STRANGE BUT TRUE- Say cheese: Smile, critters, you're on candid cam


DRAWING BY DEBORAH DERR McCLINTOCK

Q. What's that clipped to a shark's fin, collared to a bear, or attached to a crow's tail? The device has come of age, taking biologists deeper into the secret world of animals. –C. Stuart

A. It's one of the new generation of Crittercams, or wildlife cameras, worn by the animals themselves and capable of providing hours of footage and audio, along with a host of other scientific data, says Michael Greenwood in "Biophotonics International" magazine. The old version was eight pounds and two feet long, but today's varieties go as light as a pound and a half for large terrestrial animals, a few ounces for birds and weightless in effect for marine animals as the cameras float in water.

Using an infrared headlight, the Crittercam beams a real-time signal up to three miles in color or black and white, revealing the animal's home environment. (There's a smaller system for house cats, birds, etc.) More than 60 species have been Crittercammed, from a lioness in Africa to a humpback whale in Alaska, providing images that in many cases have never been seen before. Generally, the target animals have reacted well, though one shark thrashed about so aggressively it knocked off the camera and had to be released for its own safety. On the other hand, when a camera was affixed to a lion in Kenya, the animal actually groomed itself and cleaned the lens for the researchers! 
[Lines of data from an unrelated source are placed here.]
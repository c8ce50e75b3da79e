//! Signal helpers for scripting scene ambience.
//!
//! Small building blocks that level scripts chain together: an
//! [`Oscillator`] emits a signal every `period ± spread` seconds, a
//! [`Listener`] fans a signal out to several entries (each with its own
//! probability and delay), a [`ProbabilityGate`] passes a signal with some
//! probability, and a [`Delay`] re-emits it later.
//!
//! None of them invoke callbacks. Every trigger or frame returns the outputs
//! that fired, and the caller decides what they mean (restore a node, force
//! a tick, play a sting). Delays are remaining-seconds timers advanced by
//! the caller's frame deltas.
//!
//! ```
//! use rand::SeedableRng;
//! use rand_pcg::Pcg64;
//! use umbra_engine::signal::{Oscillator, SignalEntry};
//!
//! let mut rng = Pcg64::seed_from_u64(0);
//! let entries = vec![SignalEntry::new("flash")];
//! let mut thunder = Oscillator::new("thunder", 4.0, 0.0, entries, &mut rng).unwrap();
//!
//! assert!(thunder.advance(3.0, &mut rng).is_empty());
//! assert_eq!(thunder.advance(1.0, &mut rng), vec!["flash"]);
//! ```

use rand::{Rng, RngCore};
use tracing::trace;

// ---------------------------------------------------------------------------
// SignalError
// ---------------------------------------------------------------------------

#[derive(Debug, thiserror::Error)]
pub enum SignalError {
    #[error("probability must lie in [0, 1], got {0}")]
    InvalidProbability(f64),

    #[error("delay must be non-negative and finite, got {0}")]
    InvalidDelay(f64),

    #[error("oscillator period must be non-negative and finite, got {0}")]
    InvalidPeriod(f64),

    #[error("oscillator spread must be non-negative and finite, got {0}")]
    InvalidSpread(f64),
}

fn check_probability(p: f64) -> Result<(), SignalError> {
    if (0.0..=1.0).contains(&p) {
        Ok(())
    } else {
        Err(SignalError::InvalidProbability(p))
    }
}

fn check_delay(seconds: f64) -> Result<(), SignalError> {
    if seconds.is_finite() && seconds >= 0.0 {
        Ok(())
    } else {
        Err(SignalError::InvalidDelay(seconds))
    }
}

/// One roll against `probability`. Passes when `u <= probability` for
/// `u ∈ [0, 1)`.
fn roll(probability: f64, rng: &mut dyn RngCore) -> bool {
    rng.gen::<f64>() <= probability
}

// ---------------------------------------------------------------------------
// SignalEntry
// ---------------------------------------------------------------------------

/// An output of a [`Listener`] or [`Oscillator`].
#[derive(Debug, Clone, PartialEq)]
pub struct SignalEntry<T> {
    /// Chance that the output fires on a signal.
    pub probability: f64,
    /// Seconds between the signal and the output; zero fires at once.
    pub delay_seconds: f64,
    pub output: T,
}

impl<T> SignalEntry<T> {
    /// Always fires, immediately.
    pub fn new(output: T) -> Self {
        Self {
            probability: 1.0,
            delay_seconds: 0.0,
            output,
        }
    }

    pub fn with_probability(mut self, probability: f64) -> Self {
        self.probability = probability;
        self
    }

    pub fn with_delay(mut self, seconds: f64) -> Self {
        self.delay_seconds = seconds;
        self
    }

    pub fn validate(&self) -> Result<(), SignalError> {
        check_probability(self.probability)?;
        check_delay(self.delay_seconds)
    }
}

// ---------------------------------------------------------------------------
// Delay
// ---------------------------------------------------------------------------

/// Re-emits its output `seconds` after every trigger. Overlapping triggers
/// each get their own timer.
#[derive(Debug, Clone)]
pub struct Delay<T> {
    seconds: f64,
    output: T,
    pending: Vec<f64>,
}

impl<T: Clone> Delay<T> {
    pub fn new(seconds: f64, output: T) -> Result<Self, SignalError> {
        check_delay(seconds)?;
        Ok(Self {
            seconds,
            output,
            pending: Vec::new(),
        })
    }

    pub fn trigger(&mut self) {
        self.pending.push(self.seconds);
    }

    /// Count pending timers down by `dt`; one output per expired timer.
    pub fn advance(&mut self, dt: f64) -> Vec<T> {
        let mut fired = 0;
        self.pending.retain_mut(|remaining| {
            *remaining -= dt;
            if *remaining <= 0.0 {
                fired += 1;
                false
            } else {
                true
            }
        });
        vec![self.output.clone(); fired]
    }

    pub fn pending(&self) -> usize {
        self.pending.len()
    }
}

// ---------------------------------------------------------------------------
// ProbabilityGate
// ---------------------------------------------------------------------------

/// Passes a signal through with a fixed probability.
#[derive(Debug, Clone)]
pub struct ProbabilityGate<T> {
    probability: f64,
    output: T,
}

impl<T: Clone> ProbabilityGate<T> {
    pub fn new(probability: f64, output: T) -> Result<Self, SignalError> {
        check_probability(probability)?;
        Ok(Self {
            probability,
            output,
        })
    }

    pub fn trigger(&self, rng: &mut dyn RngCore) -> Option<T> {
        roll(self.probability, rng).then(|| self.output.clone())
    }
}

// ---------------------------------------------------------------------------
// Listener
// ---------------------------------------------------------------------------

#[derive(Debug, Clone)]
struct PendingOutput<T> {
    remaining: f64,
    output: T,
}

/// Fans one signal out to several entries, each rolled independently.
#[derive(Debug, Clone)]
pub struct Listener<T> {
    entries: Vec<SignalEntry<T>>,
    pending: Vec<PendingOutput<T>>,
}

impl<T: Clone> Listener<T> {
    pub fn new(entries: Vec<SignalEntry<T>>) -> Result<Self, SignalError> {
        for entry in &entries {
            entry.validate()?;
        }
        Ok(Self {
            entries,
            pending: Vec::new(),
        })
    }

    /// Roll every entry. Returns the immediate outputs in entry order;
    /// delayed ones come out of later [`advance`](Self::advance) calls.
    pub fn trigger(&mut self, rng: &mut dyn RngCore) -> Vec<T> {
        let mut now = Vec::new();
        for entry in &self.entries {
            if !roll(entry.probability, rng) {
                continue;
            }
            if entry.delay_seconds > 0.0 {
                self.pending.push(PendingOutput {
                    remaining: entry.delay_seconds,
                    output: entry.output.clone(),
                });
            } else {
                now.push(entry.output.clone());
            }
        }
        now
    }

    /// Count delayed outputs down by `dt`. Returns those that came due, in
    /// the order they were scheduled.
    pub fn advance(&mut self, dt: f64) -> Vec<T> {
        let mut due = Vec::new();
        self.pending.retain_mut(|p| {
            p.remaining -= dt;
            if p.remaining <= 0.0 {
                due.push(p.output.clone());
                false
            } else {
                true
            }
        });
        due
    }

    pub fn pending(&self) -> usize {
        self.pending.len()
    }

    pub fn entries(&self) -> &[SignalEntry<T>] {
        &self.entries
    }
}

// ---------------------------------------------------------------------------
// Oscillator
// ---------------------------------------------------------------------------

/// Emits a signal to its entries every `period` seconds, each interval
/// jittered by a uniform offset in `[-spread, spread]` and clamped at zero.
/// At most one signal per frame.
#[derive(Debug, Clone)]
pub struct Oscillator<T> {
    name: String,
    period: f64,
    spread: f64,
    timer: f64,
    current_interval: f64,
    listener: Listener<T>,
}

impl<T: Clone> Oscillator<T> {
    pub fn new(
        name: impl Into<String>,
        period: f64,
        spread: f64,
        entries: Vec<SignalEntry<T>>,
        rng: &mut dyn RngCore,
    ) -> Result<Self, SignalError> {
        if !(period.is_finite() && period >= 0.0) {
            return Err(SignalError::InvalidPeriod(period));
        }
        if !(spread.is_finite() && spread >= 0.0) {
            return Err(SignalError::InvalidSpread(spread));
        }
        let mut oscillator = Self {
            name: name.into(),
            period,
            spread,
            timer: 0.0,
            current_interval: period,
            listener: Listener::new(entries)?,
        };
        oscillator.current_interval = oscillator.randomized_interval(rng);
        Ok(oscillator)
    }

    fn randomized_interval(&self, rng: &mut dyn RngCore) -> f64 {
        let jitter = if self.spread > 0.0 {
            rng.gen_range(-self.spread..=self.spread)
        } else {
            0.0
        };
        (self.period + jitter).max(0.0)
    }

    /// Advance by one frame. Returns delayed outputs that came due, then the
    /// outputs of this frame's signal if one fired.
    pub fn advance(&mut self, dt: f64, rng: &mut dyn RngCore) -> Vec<T> {
        if !(dt >= 0.0 && dt.is_finite()) {
            return Vec::new();
        }
        let mut out = self.listener.advance(dt);
        self.timer += dt;
        if self.timer >= self.current_interval {
            self.timer -= self.current_interval;
            self.current_interval = self.randomized_interval(rng);
            trace!(oscillator = %self.name, "oscillator emitted signal");
            out.extend(self.listener.trigger(rng));
        }
        out
    }

    /// Emit a signal now and restart the interval.
    pub fn force_signal(&mut self, rng: &mut dyn RngCore) -> Vec<T> {
        self.timer = 0.0;
        self.current_interval = self.randomized_interval(rng);
        trace!(oscillator = %self.name, "oscillator emitted signal (forced)");
        self.listener.trigger(rng)
    }

    pub fn name(&self) -> &str {
        &self.name
    }

    /// Length of the interval currently being counted.
    pub fn current_interval(&self) -> f64 {
        self.current_interval
    }

    pub fn pending(&self) -> usize {
        self.listener.pending()
    }
}

// ---------------------------------------------------------------------------
// Tests
// ---------------------------------------------------------------------------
It gives us the animal's-eye view of the world, says nationalgeogaphic.com, and what we learn helps us protect the very animals that wear the Crittercams.

Q. When the neurobiology prof encountered a student who had plagiarized her entire paper from one of his class lectures, what punishment did he mete out? An F? Expulsion from the class? –J. Jane

A. A lesser teacher might have but not this one, says Oliver Sacks in Musicophilia: Tales of Music and the Brain. When the prof called the student into his office, something didn't add up: She didn't seem the type to cheat or lie so he played a hunch, asking her if she happened to have a photographic memory. "Why, yes, sort of like that," she replied. "I can remember anything if I put it to music." She then sang back to him whole sections of his lecture. And quite prettily, he added. "I was flabbergasted."

This got Sacks thinking about the countless cultural songs and rhymes to help kids learn the alphabet, numbers and other lists. Even as adults we may have to sing the "ABC song" internally to recall the entire alphabet. Especially in preliterate cultures, music has held power in oral traditions of storytelling, liturgy, prayer. Whole books can be held in memory–"The Iliad" and "The Odyssey"–

with their music-like rhythm and rhyme. All of this may have much to do with why we humans took to music to the extent we have.

Q. "To be on cloud 9" is to be sky high with happiness, yet probably more of us have been under cloud 9. But how about cloud 10? What apparel might be appropriate in that case? –W. Wordsworth

A. Likely umbrellas, raincoats and galoshes, since cloud 10 replaced the designation of cloud 9 in the 2nd edition of The International Cloud Atlas of 1896, to signify cumulonimbus clouds, or thunderclouds, the tallest of the cloud types, says Andrew Robinson in The Story of Measurement. The 10 of course never caught on in popular lingo. Scientific cloud typing itself got started in 1802 when Luke Howard, drawing on an even older system, coined the names cumulus, stratus, cirrus, and nimbus (the last no longer still in use).

Q. How do "proximodistal" and "cephalocaudal" tell much about your developmental life as fetus and beyond? –U.G. Turner

A. The first means "from the body's center outward," as fetal development starts with the tiny elongated mass of cells along the neural groove that become the spinal column, say V. Gregory Payne and Larry D. Isaacs in "Human Motor Development–A Lifespan Approach." Then the body builds generally outward toward the periphery, until even the fingers and toes are complete. Cephalocaudal means "from the head to the tail (feet)," the human built from the top down. The head of the fetus or infant is proportionately huge, later the rest of the body catches up.

Infant movement follows a similar path, with conscious control over head liftings coming first. Also, in learning to walk, baby starts on stiff legs and flat feet and only later, gaining command of the knees and ankles, achieves the adult walking style. "Interestingly, as a person ages and movement ability begins to regress, the cephalocaudal and proximodistal processes reverse."